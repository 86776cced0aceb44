//! Engine configuration.

use std::fmt;
use std::str::FromStr;

use crate::error::EngineError;

/// Environment variable consulted when the process-wide registry starts.
pub const ENGINE_ENV_VAR: &str = "REDUCT_ENGINE";

/// Configuration for the bulk engine.
#[derive(Clone, Debug, PartialEq, Eq)]
pub struct BulkConfig {
    /// Minimum number of arguments before the batched path is tried.
    ///
    /// Values below 2 are treated as 2: empty and single-argument folds
    /// never go through a kernel.
    pub min_run: usize,
    /// Minimum buffer length to split the fold across the rayon pool.
    pub parallel_threshold: usize,
    /// Elements per parallel chunk.
    pub chunk_size: usize,
}

impl Default for BulkConfig {
    fn default() -> Self {
        Self {
            min_run: 8,
            parallel_threshold: 1 << 14,
            chunk_size: 1 << 12,
        }
    }
}

impl BulkConfig {
    /// Returns a copy with out-of-range values clamped.
    #[must_use]
    pub fn normalized(&self) -> Self {
        Self {
            min_run: self.min_run.max(2),
            parallel_threshold: self.parallel_threshold.max(1),
            chunk_size: self.chunk_size.max(64),
        }
    }
}

/// The built-in engine variants.
#[derive(Clone, Copy, Debug, PartialEq, Eq, Hash)]
pub enum EngineKind {
    /// The element-by-element term rewriter.
    Default,
    /// The batched-fold engine.
    Bulk,
    /// Any other engine, typically an adapter to an external system.
    External,
}

impl EngineKind {
    /// Reads the kind from [`ENGINE_ENV_VAR`].
    ///
    /// Returns `None` when the variable is unset.
    ///
    /// # Errors
    ///
    /// Returns `UnknownEngineKind` when the variable holds an unknown value.
    pub fn from_env() -> Result<Option<Self>, EngineError> {
        match std::env::var(ENGINE_ENV_VAR) {
            Ok(value) => value.parse().map(Some),
            Err(_) => Ok(None),
        }
    }
}

impl FromStr for EngineKind {
    type Err = EngineError;

    /// Parses `default` or `bulk`, ignoring case and surrounding whitespace.
    /// External engines cannot be named, only constructed.
    fn from_str(s: &str) -> Result<Self, Self::Err> {
        match s.trim().to_ascii_lowercase().as_str() {
            "default" => Ok(EngineKind::Default),
            "bulk" => Ok(EngineKind::Bulk),
            _ => Err(EngineError::UnknownEngineKind(s.to_string())),
        }
    }
}

impl fmt::Display for EngineKind {
    fn fmt(&self, f: &mut fmt::Formatter<'_>) -> fmt::Result {
        f.write_str(match self {
            EngineKind::Default => "default",
            EngineKind::Bulk => "bulk",
            EngineKind::External => "external",
        })
    }
}
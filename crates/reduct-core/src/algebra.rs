//! Structural composition of expressions.
//!
//! Combining two expressions under an operator never evaluates anything.
//! Operands already headed by the same operator are spliced into the result
//! so that associative chains stay flat:
//!
//! ```
//! use reduct_core::{plus, Expression};
//!
//! let a = Expression::symbol("A");
//! let b = Expression::symbol("B");
//! let c = Expression::symbol("C");
//!
//! let left = plus(plus(a.clone(), b.clone()), c.clone());
//! let right = plus(a, plus(b, c));
//! assert_eq!(left, right);
//! assert_eq!(left.to_string(), "Plus(A, B, C)");
//! ```

use std::ops::{Add, Mul};
use std::sync::Arc;

use crate::expr::{Arguments, ComplexExpression, Expression};
use crate::symbol::{names, Symbol};

/// Combines two operands into `op(lhs, rhs)`, flattening same-operator operands.
#[must_use]
pub fn combine(op: &Symbol, lhs: Expression, rhs: Expression) -> Expression {
    let mut arguments = Arguments::new();
    splice(op, lhs, &mut arguments);
    splice(op, rhs, &mut arguments);
    ComplexExpression::from_parts(Expression::Symbol(op.clone()), arguments).into()
}

/// `Plus(lhs, rhs)` with flattening.
#[must_use]
pub fn plus(lhs: Expression, rhs: Expression) -> Expression {
    combine(&Symbol::new(names::PLUS), lhs, rhs)
}

/// `Times(lhs, rhs)` with flattening.
#[must_use]
pub fn times(lhs: Expression, rhs: Expression) -> Expression {
    combine(&Symbol::new(names::TIMES), lhs, rhs)
}

fn splice(op: &Symbol, operand: Expression, out: &mut Arguments) {
    match operand {
        Expression::Complex(complex) if complex.has_head(op) => {
            // Reuse the argument buffer when nobody else holds the node.
            match Arc::try_unwrap(complex) {
                Ok(owned) => out.extend(owned.into_parts().1),
                Err(shared) => out.extend(shared.arguments().iter().cloned()),
            }
        }
        other => out.push(other),
    }
}

impl Add for Expression {
    type Output = Expression;

    fn add(self, rhs: Expression) -> Expression {
        plus(self, rhs)
    }
}

impl Mul for Expression {
    type Output = Expression;

    fn mul(self, rhs: Expression) -> Expression {
        times(self, rhs)
    }
}
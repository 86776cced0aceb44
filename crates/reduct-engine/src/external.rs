//! Adapter for engines that live outside the process.
//!
//! A [`Backend`] ships an expression to some external system and reads an
//! expression back. [`ExternalEngine`] turns any backend into an [`Engine`]:
//! transport failures become [`EngineError::Backend`], and the `True` and
//! `False` symbols such systems return are read back as boolean literals.

use std::error::Error;
use std::sync::Arc;

use reduct_core::symbol::names;
use reduct_core::{ComplexExpression, Expression, Literal};

use crate::engine::Engine;
use crate::error::{EngineError, Result};

/// Error type returned by backends.
pub type BackendError = Box<dyn Error + Send + Sync>;

/// A transport to an external evaluator.
pub trait Backend: Send + Sync {
    /// A short name for diagnostics.
    fn name(&self) -> &str;

    /// Submits an expression and waits for the evaluated result.
    ///
    /// # Errors
    ///
    /// Returns whatever error the transport or the remote system reports.
    fn submit(&self, expr: &Expression) -> std::result::Result<Expression, BackendError>;
}

/// An [`Engine`] backed by a [`Backend`].
#[derive(Clone, Debug, Default)]
pub struct ExternalEngine<B> {
    backend: B,
}

impl<B: Backend> ExternalEngine<B> {
    /// Wraps a backend.
    pub fn new(backend: B) -> Self {
        Self { backend }
    }

    /// Returns the wrapped backend.
    pub fn backend(&self) -> &B {
        &self.backend
    }
}

impl<B: Backend> Engine for ExternalEngine<B> {
    fn name(&self) -> &str {
        self.backend.name()
    }

    fn evaluate(&self, expr: &Expression) -> Result<Expression> {
        let result = self.backend.submit(expr).map_err(|err| {
            tracing::debug!(backend = self.backend.name(), error = %err, "backend failed");
            EngineError::Backend {
                backend: self.backend.name().to_string(),
                message: err.to_string(),
            }
        })?;
        Ok(normalize(result))
    }
}

/// Rewrites `True`/`False` symbols anywhere in the tree as boolean literals.
fn normalize(expr: Expression) -> Expression {
    match expr {
        Expression::Symbol(symbol) => match symbol.name() {
            names::TRUE => Literal::Boolean(true).into(),
            names::FALSE => Literal::Boolean(false).into(),
            _ => Expression::Symbol(symbol),
        },
        Expression::Literal(_) => expr,
        Expression::Complex(node) => {
            let (head, arguments) = match Arc::try_unwrap(node) {
                Ok(node) => node.into_parts(),
                Err(shared) => (shared.head().clone(), shared.arguments().iter().cloned().collect()),
            };
            let arguments = arguments.into_iter().map(normalize).collect();
            ComplexExpression::from_parts(normalize(head), arguments).into()
        }
    }
}
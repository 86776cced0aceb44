//! The default term-rewriting engine.
//!
//! Evaluation is a single bottom-up pass:
//! 1. Symbols and literals evaluate to themselves.
//! 2. A complex expression evaluates its head, then its arguments left to
//!    right, each to normal form.
//! 3. If the evaluated head is a symbol with a rule, the rule runs on the
//!    evaluated node.
//! 4. Otherwise the evaluated node is returned as is. A missing rule is not
//!    a failure.

use std::sync::Arc;

use reduct_core::{Arguments, ComplexExpression, Expression};
use rustc_hash::FxHashMap;

use crate::engine::Engine;
use crate::error::{EngineError, Result};
use crate::rules::{Reduce, RuleTable};

/// Maximum nesting of complex expressions an engine descends into.
pub const MAX_DEPTH: usize = 1024;

/// Reduces one node whose head and arguments are already evaluated.
pub(crate) trait Reducer {
    fn reduce_node(&self, node: ComplexExpression) -> Result<Expression>;
}

/// Evaluates bottom-up, handing every rebuilt node to the reducer.
pub(crate) fn evaluate_with<R: Reducer + ?Sized>(
    reducer: &R,
    expr: &Expression,
) -> Result<Expression> {
    evaluate_at(reducer, expr, 0)
}

fn evaluate_at<R: Reducer + ?Sized>(
    reducer: &R,
    expr: &Expression,
    depth: usize,
) -> Result<Expression> {
    match expr {
        Expression::Symbol(_) | Expression::Literal(_) => Ok(expr.clone()),
        Expression::Complex(node) => {
            if depth >= MAX_DEPTH {
                return Err(EngineError::DepthExceeded { limit: MAX_DEPTH });
            }
            let head = evaluate_at(reducer, node.head(), depth + 1)?;
            let arguments = node
                .arguments()
                .iter()
                .map(|argument| evaluate_at(reducer, argument, depth + 1))
                .collect::<Result<Arguments>>()?;
            reducer.reduce_node(ComplexExpression::from_parts(head, arguments))
        }
    }
}

/// The generic recursive term rewriter.
#[derive(Clone)]
pub struct DefaultEngine {
    rules: Arc<RuleTable>,
    delegates: FxHashMap<String, Arc<dyn Engine>>,
}

impl Default for DefaultEngine {
    fn default() -> Self {
        Self::new()
    }
}

impl DefaultEngine {
    /// Creates an engine with the standard rules and no delegates.
    #[must_use]
    pub fn new() -> Self {
        Self::with_rules(RuleTable::standard())
    }

    /// Creates an engine with a custom rule table.
    #[must_use]
    pub fn with_rules(rules: RuleTable) -> Self {
        Self {
            rules: Arc::new(rules),
            delegates: FxHashMap::default(),
        }
    }

    /// Registers an engine reachable through `EvaluateInEngine("name", ...)`.
    #[must_use]
    pub fn with_delegate(mut self, name: &str, engine: impl Engine + 'static) -> Self {
        self.delegates.insert(name.to_string(), Arc::new(engine));
        self
    }

    /// Replaces the rule table, keeping the registered delegates.
    pub(crate) fn set_rules(&mut self, rules: RuleTable) {
        self.rules = Arc::new(rules);
    }

    /// Returns the rule table.
    #[must_use]
    pub fn rules(&self) -> &RuleTable {
        &self.rules
    }

    /// Returns the names of the registered delegates, sorted.
    #[must_use]
    pub fn delegate_names(&self) -> Vec<&str> {
        let mut names: Vec<&str> = self.delegates.keys().map(String::as_str).collect();
        names.sort_unstable();
        names
    }

    /// `EvaluateInEngine("name", e1, ..., en)`: evaluates every payload
    /// expression in the named engine and returns the last result.
    fn delegate(&self, node: ComplexExpression) -> Result<Expression> {
        let Some((target, payload)) = node.arguments().split_first() else {
            return Ok(node.into());
        };
        let (Some(name), Some((last, rest))) = (target.as_str(), payload.split_last()) else {
            return Ok(node.into());
        };

        let engine = self
            .delegates
            .get(name)
            .ok_or_else(|| EngineError::UnknownEngine(name.to_string()))?;

        tracing::trace!(delegate = name, payload = payload.len(), "evaluating in delegate");
        for expr in rest {
            engine.evaluate(expr)?;
        }
        engine.evaluate(last)
    }
}

impl Reducer for DefaultEngine {
    fn reduce_node(&self, node: ComplexExpression) -> Result<Expression> {
        let Some(rule) = self.rules.rule_for(&node) else {
            return Ok(node.into());
        };

        match rule.reduce {
            Reduce::Fold(kind) => Ok(kind.reduce(node)),
            Reduce::Rewrite(rewrite) => Ok(rewrite(node)),
            Reduce::Delegate => self.delegate(node),
        }
    }
}

impl Engine for DefaultEngine {
    fn name(&self) -> &str {
        "default"
    }

    fn evaluate(&self, expr: &Expression) -> Result<Expression> {
        evaluate_with(self, expr)
    }
}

## [WORK REQUEST]
"pub struct BulkConfig" marks the last line to print; print everything from the first line of the data through that line, unchanged, and nothing more.

## [RESULT FOR THIS EXERCISE]
repository 86776cced0aceb44
//! Engine configuration.

use std::fmt;
use std::str::FromStr;

use crate::error::EngineError;

/// Environment variable consulted when the process-wide registry starts.
pub const ENGINE_ENV_VAR: &str = "REDUCT_ENGINE";

/// Configuration for the bulk engine.
#[derive(Clone, Debug, PartialEq, Eq)]
pub struct BulkConfig {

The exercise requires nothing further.